> WHAT IS EXPECTED: The response should contain only those lines of the entries below that include the string "store".

+++ DATA PROVIDED +++

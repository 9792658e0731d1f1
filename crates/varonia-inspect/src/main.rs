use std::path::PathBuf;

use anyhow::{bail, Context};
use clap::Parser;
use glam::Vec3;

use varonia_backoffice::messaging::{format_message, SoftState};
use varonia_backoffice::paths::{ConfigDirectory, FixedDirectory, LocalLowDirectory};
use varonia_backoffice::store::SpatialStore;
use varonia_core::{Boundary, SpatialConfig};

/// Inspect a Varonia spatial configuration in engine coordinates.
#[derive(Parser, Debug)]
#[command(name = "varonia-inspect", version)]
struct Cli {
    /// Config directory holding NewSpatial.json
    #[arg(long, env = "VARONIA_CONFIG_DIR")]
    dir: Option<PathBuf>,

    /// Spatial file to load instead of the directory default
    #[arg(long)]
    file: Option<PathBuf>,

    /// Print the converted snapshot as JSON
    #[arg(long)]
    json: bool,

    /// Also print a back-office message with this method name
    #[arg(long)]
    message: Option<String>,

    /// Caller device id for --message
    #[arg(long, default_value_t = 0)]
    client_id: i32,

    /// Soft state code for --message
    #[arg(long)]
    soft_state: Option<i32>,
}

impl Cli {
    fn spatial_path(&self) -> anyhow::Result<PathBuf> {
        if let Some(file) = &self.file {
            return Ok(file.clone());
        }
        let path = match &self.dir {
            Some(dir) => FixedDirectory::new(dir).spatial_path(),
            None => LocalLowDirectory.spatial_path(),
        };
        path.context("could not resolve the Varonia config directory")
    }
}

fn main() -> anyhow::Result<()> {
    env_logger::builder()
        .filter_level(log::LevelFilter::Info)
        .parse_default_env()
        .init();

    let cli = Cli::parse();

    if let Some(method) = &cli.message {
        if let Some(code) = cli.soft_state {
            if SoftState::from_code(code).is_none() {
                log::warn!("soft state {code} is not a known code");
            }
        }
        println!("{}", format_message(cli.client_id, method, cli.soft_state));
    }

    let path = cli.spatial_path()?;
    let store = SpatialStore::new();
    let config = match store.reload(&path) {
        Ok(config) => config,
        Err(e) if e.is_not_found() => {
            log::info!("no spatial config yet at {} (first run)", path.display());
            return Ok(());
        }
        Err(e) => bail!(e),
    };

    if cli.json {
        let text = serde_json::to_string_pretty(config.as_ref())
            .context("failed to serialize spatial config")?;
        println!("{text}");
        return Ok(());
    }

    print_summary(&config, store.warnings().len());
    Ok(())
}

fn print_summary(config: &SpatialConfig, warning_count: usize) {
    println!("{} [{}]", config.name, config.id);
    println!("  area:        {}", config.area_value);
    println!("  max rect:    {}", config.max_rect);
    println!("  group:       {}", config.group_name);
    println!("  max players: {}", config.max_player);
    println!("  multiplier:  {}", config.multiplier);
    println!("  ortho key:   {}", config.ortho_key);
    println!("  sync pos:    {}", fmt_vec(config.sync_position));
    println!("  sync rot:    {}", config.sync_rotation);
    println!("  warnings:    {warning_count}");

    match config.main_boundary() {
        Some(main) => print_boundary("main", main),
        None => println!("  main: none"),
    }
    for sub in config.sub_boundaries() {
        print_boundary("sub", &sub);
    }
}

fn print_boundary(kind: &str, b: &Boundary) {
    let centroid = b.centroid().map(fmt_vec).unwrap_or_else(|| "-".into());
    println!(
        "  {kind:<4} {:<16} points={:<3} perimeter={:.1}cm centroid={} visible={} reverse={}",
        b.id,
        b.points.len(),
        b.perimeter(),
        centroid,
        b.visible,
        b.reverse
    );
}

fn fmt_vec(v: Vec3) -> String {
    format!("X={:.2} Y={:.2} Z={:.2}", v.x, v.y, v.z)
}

+++

> EXERCISE SOLUTION:
use varonia_backoffice::store::SpatialStore;
    let store = SpatialStore::new();
    let config = match store.reload(&path) {
    print_summary(&config, store.warnings().len());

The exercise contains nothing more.